Retype, without any change, the first line of the records and every line after it through the one containing "pub struct Parser<'src>".

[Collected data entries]
★ ★ ★ ★ ★

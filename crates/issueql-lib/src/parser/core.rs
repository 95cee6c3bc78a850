//! Parser state machine and low-level operations.
//!
//! Trivia (whitespace) tokens are buffered and flushed when starting a new
//! node, so node ranges never include leading or trailing blanks. Newlines
//! are not trivia: they separate statements and the grammar consumes them
//! explicitly.

use rowan::{Checkpoint, GreenNode, GreenNodeBuilder, TextRange, TextSize};

use super::cst::SyntaxKind;
use super::lexer::{Token, token_text};
use crate::diagnostics::{DiagnosticKind, Diagnostics};

pub struct Parser<'src> {
    pub(super) source: &'src str,
    pub(super) tokens: Vec<Token>,
    pub(super) pos: usize,
    pub(super) trivia_buffer: Vec<Token>,
    pub(super) builder: GreenNodeBuilder<'static>,
    pub(super) diagnostics: Diagnostics,
    last_diagnostic_pos: Option<TextSize>,
}

impl<'src> Parser<'src> {
    pub fn new(source: &'src str, tokens: Vec<Token>) -> Self {
        Self {
            source,
            tokens,
            pos: 0,
            trivia_buffer: Vec::with_capacity(4),
            builder: GreenNodeBuilder::new(),
            diagnostics: Diagnostics::new(),
            last_diagnostic_pos: None,
        }
    }

    pub(super) fn finish(self) -> (GreenNode, Diagnostics) {
        debug_assert!(self.trivia_buffer.is_empty(), "trivia left outside the root");
        (self.builder.finish(), self.diagnostics)
    }

    pub(super) fn current(&mut self) -> SyntaxKind {
        self.skip_trivia_to_buffer();
        self.tokens
            .get(self.pos)
            .map_or(SyntaxKind::Error, |t| t.kind)
    }

    /// Raw kind at the cursor without skipping trivia. Used to decide whether
    /// adjacent value tokens are contiguous (no whitespace between them).
    pub(super) fn current_raw(&self) -> SyntaxKind {
        self.tokens
            .get(self.pos)
            .map_or(SyntaxKind::Error, |t| t.kind)
    }

    /// Raw kind `n` tokens ahead of the cursor, trivia included.
    pub(super) fn nth_raw(&self, n: usize) -> SyntaxKind {
        self.tokens
            .get(self.pos + n)
            .map_or(SyntaxKind::Error, |t| t.kind)
    }

    /// End offset of the last non-trivia token already consumed.
    pub(super) fn last_token_end(&self) -> TextSize {
        self.tokens[..self.pos]
            .iter()
            .rev()
            .find(|t| !t.kind.is_trivia())
            .map_or_else(|| TextSize::from(0), |t| t.span.end())
    }

    /// LL(2) lookahead past trivia, for `$name =` vs `$name` dispatch.
    pub(super) fn next_non_trivia(&mut self) -> SyntaxKind {
        self.skip_trivia_to_buffer();
        self.tokens[self.pos + 1..]
            .iter()
            .map(|t| t.kind)
            .find(|k| !k.is_trivia())
            .unwrap_or(SyntaxKind::Error)
    }

    pub(super) fn current_span(&mut self) -> TextRange {
        self.skip_trivia_to_buffer();
        self.tokens
            .get(self.pos)
            .map_or_else(|| TextRange::empty(self.eof_offset()), |t| t.span)
    }

    pub(super) fn eof_offset(&self) -> TextSize {
        TextSize::from(self.source.len() as u32)
    }

    pub(super) fn eof(&self) -> bool {
        self.pos >= self.tokens.len()
    }

    pub(super) fn currently_is(&mut self, kind: SyntaxKind) -> bool {
        self.current() == kind
    }

    pub(super) fn skip_trivia_to_buffer(&mut self) {
        while self.pos < self.tokens.len() && self.tokens[self.pos].kind.is_trivia() {
            self.trivia_buffer.push(self.tokens[self.pos]);
            self.pos += 1;
        }
    }

    pub(super) fn drain_trivia(&mut self) {
        for token in self.trivia_buffer.drain(..) {
            let text = token_text(self.source, &token);
            self.builder.token(token.kind.into(), text);
        }
    }

    pub(super) fn start_node(&mut self, kind: SyntaxKind) {
        self.drain_trivia();
        self.builder.start_node(kind.into());
    }

    pub(super) fn start_node_at(&mut self, checkpoint: Checkpoint, kind: SyntaxKind) {
        self.builder.start_node_at(checkpoint, kind.into());
    }

    pub(super) fn finish_node(&mut self) {
        self.builder.finish_node();
    }

    pub(super) fn checkpoint(&mut self) -> Checkpoint {
        self.skip_trivia_to_buffer();
        self.drain_trivia();
        self.builder.checkpoint()
    }

    pub(super) fn bump(&mut self) {
        assert!(!self.eof(), "bump called at EOF");
        self.drain_trivia();

        let token = self.tokens[self.pos];
        let text = token_text(self.source, &token);
        self.builder.token(token.kind.into(), text);
        self.pos += 1;
    }

    pub(super) fn eat(&mut self, kind: SyntaxKind) -> bool {
        if self.currently_is(kind) {
            self.bump();
            true
        } else {
            false
        }
    }

    /// On mismatch: emit diagnostic but don't consume.
    pub(super) fn expect(&mut self, kind: SyntaxKind, what: &str) -> bool {
        if self.eat(kind) {
            return true;
        }
        self.error_msg(DiagnosticKind::UnexpectedToken, format!("expected {}", what));
        false
    }

    /// Current token text without consuming it.
    pub(super) fn current_text(&mut self) -> &'src str {
        self.skip_trivia_to_buffer();
        self.tokens
            .get(self.pos)
            .map_or("", |t| token_text(self.source, t))
    }

    fn should_report(&mut self, pos: TextSize) -> bool {
        if self.last_diagnostic_pos == Some(pos) {
            return false;
        }
        self.last_diagnostic_pos = Some(pos);
        true
    }

    pub(super) fn error(&mut self, kind: DiagnosticKind) {
        let range = self.current_span();
        self.error_at(kind, range, None);
    }

    pub(super) fn error_msg(&mut self, kind: DiagnosticKind, message: impl Into<String>) {
        let range = self.current_span();
        self.error_at(kind, range, Some(message.into()));
    }

    pub(super) fn error_at(
        &mut self,
        kind: DiagnosticKind,
        range: TextRange,
        message: Option<String>,
    ) {
        if !self.should_report(range.start()) {
            return;
        }
        let builder = self.diagnostics.report(kind, range);
        match message {
            Some(msg) => builder.message(msg).emit(),
            None => builder.emit(),
        }
    }

    /// Statement-level recovery: wrap everything up to the next newline in a
    /// `Missing` node so sibling statements parse cleanly.
    pub(super) fn recover_to_newline(&mut self) {
        self.start_node(SyntaxKind::Missing);
        while !self.eof() && !self.currently_is(SyntaxKind::Newline) {
            self.bump();
        }
        self.finish_node();
    }
}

★ ★ ★ ★ ★

Response below
filename crates/issueql-lib/src/parser/core.rs
repository 95cee6c3bc78a850
//! Parser state machine and low-level operations.
//!
//! Trivia (whitespace) tokens are buffered and flushed when starting a new
//! node, so node ranges never include leading or trailing blanks. Newlines
//! are not trivia: they separate statements and the grammar consumes them
//! explicitly.

use rowan::{Checkpoint, GreenNode, GreenNodeBuilder, TextRange, TextSize};

use super::cst::SyntaxKind;
use super::lexer::{Token, token_text};
use crate::diagnostics::{DiagnosticKind, Diagnostics};

pub struct Parser<'src> {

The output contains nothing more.